Two out of seven index patients with an inherited deletion (subgroups T-DLL1 and T-AFDN), inherited this from an independently functioning parent (1 maternal, 1 paternal) [20].

Nineteen out of 93 individuals had reached adulthood, and their median age was 32 years (range 18–57). Detailed information on adult functioning could only be collected for two adults from the parent cohort. One individual needed help with all tasks and was not able to take care of herself (Id059, T-PRKN). The other adult (Id012, T-PRKN) was able to perform simple tasks (for example handling a phone and performing some daily housework) but needed assistance with most tasks.

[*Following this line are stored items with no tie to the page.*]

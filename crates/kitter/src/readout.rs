//! The pending→resolved handle for environment-derived values.
//!
//! A derived-value component (color swatch, typography sample) reads
//! what its style token resolves to in the rendering environment. The
//! read has a two-state lifecycle: pending from construction until the
//! first document render, resolved with frozen values afterwards. The
//! handle resolves at most once: later renders reuse the frozen values
//! and never re-read, and a read that produced nothing stays blank for
//! the life of the instance. There are no retries.

use once_cell::sync::OnceCell;

/// An observable handle to a value read from the rendering environment.
#[derive(Debug, Default)]
pub struct StyleReadout<T> {
    cell: OnceCell<T>,
}

impl<T> StyleReadout<T> {
    /// A handle in the pending state.
    pub fn pending() -> Self {
        Self {
            cell: OnceCell::new(),
        }
    }

    /// True until the first resolution.
    pub fn is_pending(&self) -> bool {
        self.cell.get().is_none()
    }

    /// The resolved value, or `None` while pending.
    pub fn get(&self) -> Option<&T> {
        self.cell.get()
    }

    /// Resolves the handle, freezing the first value it is given.
    pub(crate) fn resolve_with(&self, f: impl FnOnce() -> T) -> &T {
        self.cell.get_or_init(f)
    }
}

#[cfg(test)]
mod tests {
    use super::*;

    #[test]
    fn test_starts_pending() {
        let readout: StyleReadout<String> = StyleReadout::pending();
        assert!(readout.is_pending());
        assert_eq!(readout.get(), None);
    }

    #[test]
    fn test_first_resolution_freezes() {
        let readout = StyleReadout::pending();
        readout.resolve_with(|| "first".to_string());
        readout.resolve_with(|| "second".to_string());

        assert!(!readout.is_pending());
        assert_eq!(readout.get().map(String::as_str), Some("first"));
    }
}
//! Facade crate for the kitter workspace.
//!
//! Re-exports the component library ([`kitter`]) and the stylesheet
//! engine ([`kss`]) so a consuming project can depend on one crate. The
//! runnable demos under `demos/` build against this facade.

pub use kitter::*;

pub use kss;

Some clinical characteristics were reported in literature that were not part of the Chromosome 6 Questionnaire. In addition to the brain abnormalities reported above, micrognathia and high arched palate were reported in 13 and 14 individuals in literature, respectively [1, 7,8,9,10, 13, 19, 23, 26, 28]. These characteristics could also not be related to deletion size.

Interstitial 6q26 and 6q27 deletion phenotype

All five interstitial 6q27 deletion individuals were derived from literature, and the only deleted HI-gene they had in common was DLL1 (Fig. 1). Their phenotype was mostly characterised by brain abnormalities (ventriculomegaly/hydrocephaly, corpus callosum abnormality and cortical dysplasia), epilepsy and mild developmental delay. Other characteristics reported were small head size, strabismus, horseshoe kidney, joint hypermobility, hypotonia, ataxia and autistic behaviour.

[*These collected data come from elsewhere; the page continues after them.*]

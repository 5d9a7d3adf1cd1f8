//! Resolution precedence, observed through rendered components.
//!
//! Per field: a call-site value beats the configured value, which beats
//! the built-in default; class-name fields append instead of replacing.

use kitter::{
    Component, Documentation, KitterConfig, RenderContext, ScrollToTop, base_stylesheet,
};

fn render(component: &dyn Component, config: KitterConfig) -> String {
    let ctx = RenderContext::new(config, base_stylesheet());
    component.render(&ctx).to_html()
}

fn configured_label(label: &str) -> KitterConfig {
    let mut config = KitterConfig::default();
    config.styles.scroll_to_top.text_override = Some(label.to_string());
    config
}

#[test]
fn test_builtin_default_label() {
    let html = render(&ScrollToTop::new(), KitterConfig::default());
    assert!(html.contains(">table of contents</span>"));
}

#[test]
fn test_configured_label_beats_default() {
    let html = render(&ScrollToTop::new(), configured_label("back to top"));
    assert!(html.contains(">back to top</span>"));
    assert!(!html.contains("table of contents"));
}

#[test]
fn test_explicit_label_beats_configured_and_default() {
    let html = render(
        &ScrollToTop::new().with_text("jump up"),
        configured_label("back to top"),
    );
    assert!(html.contains(">jump up</span>"));
    assert!(!html.contains("back to top"));
    assert!(!html.contains("table of contents"));
}

#[test]
fn test_explicit_icon_color_beats_configured() {
    let mut config = KitterConfig::default();
    config.styles.scroll_to_top.icon_color = Some("gray".to_string());

    let html = render(&ScrollToTop::new().with_icon_color("crimson"), config);
    assert!(html.contains(r#"stroke="crimson""#));
}

#[test]
fn test_concat_layers_append_in_order() {
    let mut config = KitterConfig::default();
    config.styles.documentation.class_name = Some("from-config".to_string());

    let html = render(
        &Documentation::new(vec![]).with_class("from-call"),
        config,
    );
    assert!(html.contains(r#"class="flex min-h-screen justify-center from-config from-call""#));
}

#[test]
fn test_concat_empty_string_contributes_nothing() {
    let mut config = KitterConfig::default();
    config.styles.documentation.class_name = Some(String::new());

    let html = render(&Documentation::new(vec![]), config);
    assert!(html.contains(r#"class="flex min-h-screen justify-center""#));
}

#[test]
fn test_max_width_precedence() {
    let mut config = KitterConfig::default();
    config.styles.documentation.max_width = Some("800px".into());

    // Configured beats the 1000px default.
    let html = render(&Documentation::new(vec![]), config.clone());
    assert!(html.contains("max-width:800px"));

    // Call-site beats configured.
    let html = render(&Documentation::new(vec![]).with_max_width(640), config);
    assert!(html.contains("max-width:640px"));
}

#[test]
fn test_resolution_is_idempotent() {
    let component = ScrollToTop::new().with_text("jump up");
    let first = render(&component, configured_label("back to top"));
    let second = render(&component, configured_label("back to top"));
    assert_eq!(first, second);
}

There were three interstitial 6q26 deletion individuals in the parent cohort and another three in the literature cohort. PRKN was involved in all deletions, and the largest deletion also encompassed QKI and PDE10A (Fig. 1). Individuals with 6q26 interstitial deletions were mostly characterised by a normal head size and normal body stature, brain abnormalities (delayed myelination, ventriculomegaly/hydrocephaly), vision problems, feeding problems, an abnormal curvature of the spine (scoliosis/kyphosis), hypotonia and insomnia. Other characteristics reported were atrial septal defect (ASD), hydronephrosis, constipation, spina bifida, epilepsy and sleep apnoea. Their behaviour was mostly characterised by social behaviour, hyperactivity, attention deficit disorder and autistic behaviour/disorder. One individual presented self-harming behaviour. Three individuals had no developmental delay, one had borderline delay and one had mild delay (Additional file 2: Fig. S2 and Table 3).

Ring 6 phenotype

For two individuals, their terminal deletion was known to be the result of a ring chromosome 6 [23, 32]. The ring also included a small terminal 6p deletion without phenotypic consequences [38]. There were no differences in the phenotype between the individuals with a ring chromosome and individuals with a comparable simple deletion.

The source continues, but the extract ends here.